Иногда, домам удавалось стряхнуть со стены вывеску, выдавив крепежи из сырой штукатурки стен, но ненадолго. Их быстро вешали назад – булочные стали популярным бизнесом, народ, что живой, что мёртвый, валом валил за круасанами и вчерашними пирожками.
Хлебушки, медленные и вялые, слабые и голодные, не всегда могли юрко проникнуть в закрывающуюся дверку, подолгу стояли у оконных витрин, или даже начинали облизывать стекло, отчего дома начинали брезгливо кривиться, потеть, и обрастать чёрной плесенью. Очень им было отвратительно касание холодных лапок и липкое нутрецо, желавшее прикипеть к их вымученному уюту. Никто не любит приблудившихся подкидышей, тем более – петербургские дома с лепниной и вензелями.

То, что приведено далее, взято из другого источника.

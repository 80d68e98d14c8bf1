use std::path::Path;

use chrono::{DateTime, Utc};
use deepwiki_domain::entities::FileInfo;
use deepwiki_domain::value_objects::Language;
use sha2::{Digest, Sha256};
use tree_sitter::Node;

/// Decodes the byte slice `[start_byte, end_byte)` of `node` against
/// `source`, replacing invalid UTF-8 rather than failing — matching the
/// `content`/`docstring` fields' documented lossy decoding.
pub fn node_text<'a>(node: Node<'_>, source: &'a [u8]) -> std::borrow::Cow<'a, str> {
    String::from_utf8_lossy(&source[node.start_byte()..node.end_byte()])
}

/// Pre-order collection of every descendant of `root` (`root` itself
/// included) whose `kind()` is in `type_set`.
pub fn find_by_type<'tree>(root: Node<'tree>, type_set: &[&str]) -> Vec<Node<'tree>> {
    let mut out = Vec::new();
    let mut stack = vec![root];
    // Explicit stack rather than recursion per §9 "Recursive AST walk":
    // pathological trees should not risk blowing a thread's default stack.
    while let Some(node) = stack.pop() {
        if type_set.contains(&node.kind()) {
            out.push(node);
        }
        let mut cursor = node.walk();
        let children: Vec<Node<'tree>> = node.children(&mut cursor).collect();
        for child in children.into_iter().rev() {
            stack.push(child);
        }
    }
    out
}

/// Walks `node`'s ancestry until a node whose `kind()` is in
/// `class_kinds` is found, or the tree root is reached. Used as the
/// "is this top-level function actually a method" ancestry check.
pub fn enclosing_class<'tree>(node: Node<'tree>, class_kinds: &[&str]) -> Option<Node<'tree>> {
    let mut current = node.parent();
    while let Some(n) = current {
        if class_kinds.contains(&n.kind()) {
            return Some(n);
        }
        current = n.parent();
    }
    None
}

/// Computes the SHA-256 of the full file bytes and the file's relative path
/// against `repo_root`.
pub fn file_info(
    path: &Path,
    repo_root: &Path,
    language: Language,
) -> std::io::Result<FileInfo> {
    let bytes = std::fs::read(path)?;
    let metadata = std::fs::metadata(path)?;
    let mtime: DateTime<Utc> = metadata
        .modified()
        .map(DateTime::<Utc>::from)
        .unwrap_or_else(|_| Utc::now());

    let mut hasher = Sha256::new();
    hasher.update(&bytes);
    let sha256_hex = hex::encode(hasher.finalize());

    let rel_path = path
        .strip_prefix(repo_root)
        .unwrap_or(path)
        .to_string_lossy()
        .replace('\\', "/");

    Ok(FileInfo {
        rel_path,
        absolute_path: path.to_path_buf(),
        language,
        sha256_hex,
        size_bytes: bytes.len() as u64,
        mtime,
    })
}

#[cfg(test)]
mod tests {
    use super::*;
    use crate::parser::registry::Parsers;

    #[test]
    fn node_text_round_trips_the_source() {
        let parsers = Parsers::new();
        let source = b"def foo():\n    pass\n";
        let tree = parsers.parse(source, Language::Python).unwrap();
        assert_eq!(node_text(tree.root_node(), source), "def foo():\n    pass\n");
    }

    #[test]
    fn find_by_type_collects_in_pre_order() {
        let parsers = Parsers::new();
        let source = b"class A:\n    def m(self):\n        pass\n\ndef f():\n    pass\n";
        let tree = parsers.parse(source, Language::Python).unwrap();
        let classes = find_by_type(tree.root_node(), &["class_definition"]);
        let functions = find_by_type(tree.root_node(), &["function_definition"]);
        assert_eq!(classes.len(), 1);
        assert_eq!(functions.len(), 2); // method + top-level function
    }

    #[test]
    fn enclosing_class_detects_methods() {
        let parsers = Parsers::new();
        let source = b"class A:\n    def m(self):\n        pass\n\ndef f():\n    pass\n";
        let tree = parsers.parse(source, Language::Python).unwrap();
        let functions = find_by_type(tree.root_node(), &["function_definition"]);
        let method = functions.iter().find(|n| node_text(**n, source).contains("def m")).unwrap();
        let top_level = functions.iter().find(|n| node_text(**n, source).contains("def f")).unwrap();
        assert!(enclosing_class(*method, &["class_definition"]).is_some());
        assert!(enclosing_class(*top_level, &["class_definition"]).is_none());
    }
}
//! §4.5 / §6 LLM Provider implementations: Ollama, OpenAI-compatible, and
//! Anthropic, each speaking its own wire format behind the shared
//! `LlmProvider` port. Remote calls are wrapped by the shared `RetryPolicy`.

mod anthropic;
mod ollama;
mod openai_compatible;

pub use anthropic::AnthropicLlmProvider;
pub use ollama::OllamaLlmProvider;
pub use openai_compatible::OpenAiCompatibleLlmProvider;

Старикан с Обводного, вечно грязный, пыльный и охристо-желтяной последние лет пятьдесят думал, что ничего-то ему уже и не страшно в мире горнем, окромя внеплановой протечки канализации или пожара какого-нибудь, да тут-то и попал как кур в ощип.
Пришли к нему, откуда и не ждали, ажно с трёх окрестных кладбищ потянулись, хлеб на стене в три этажа, это ж где такое диво видано? Моментально весточка разнеслась – хлеб, хлебище, батонобог явился не иначе. Шептали друг-другу, что Спаситель в миру, плотью своею облёк целый дом, чтобы всем хватило для посмертного причастия. Идиотов-то и среди померших хватает, и среди живых. Мало ли у кого какие выдумки в головах бродят?
Кликушествовать стали хлебушки, какие-то бредни друг-другу шептать, собираться возле дома к темноте, чтобы хоть поглядеть на эдакое чудо. На первый и второй день ещё ничего, но на третий – валом повалили.
Шли как на парад, как на майскую демонстрацию и как на субботник одновременно. Дом содрогнулся, когда к началу четвёртого вечера рядом толклись уж не десяток изумлённых тощеньких душ, а кабы не с полтысячи.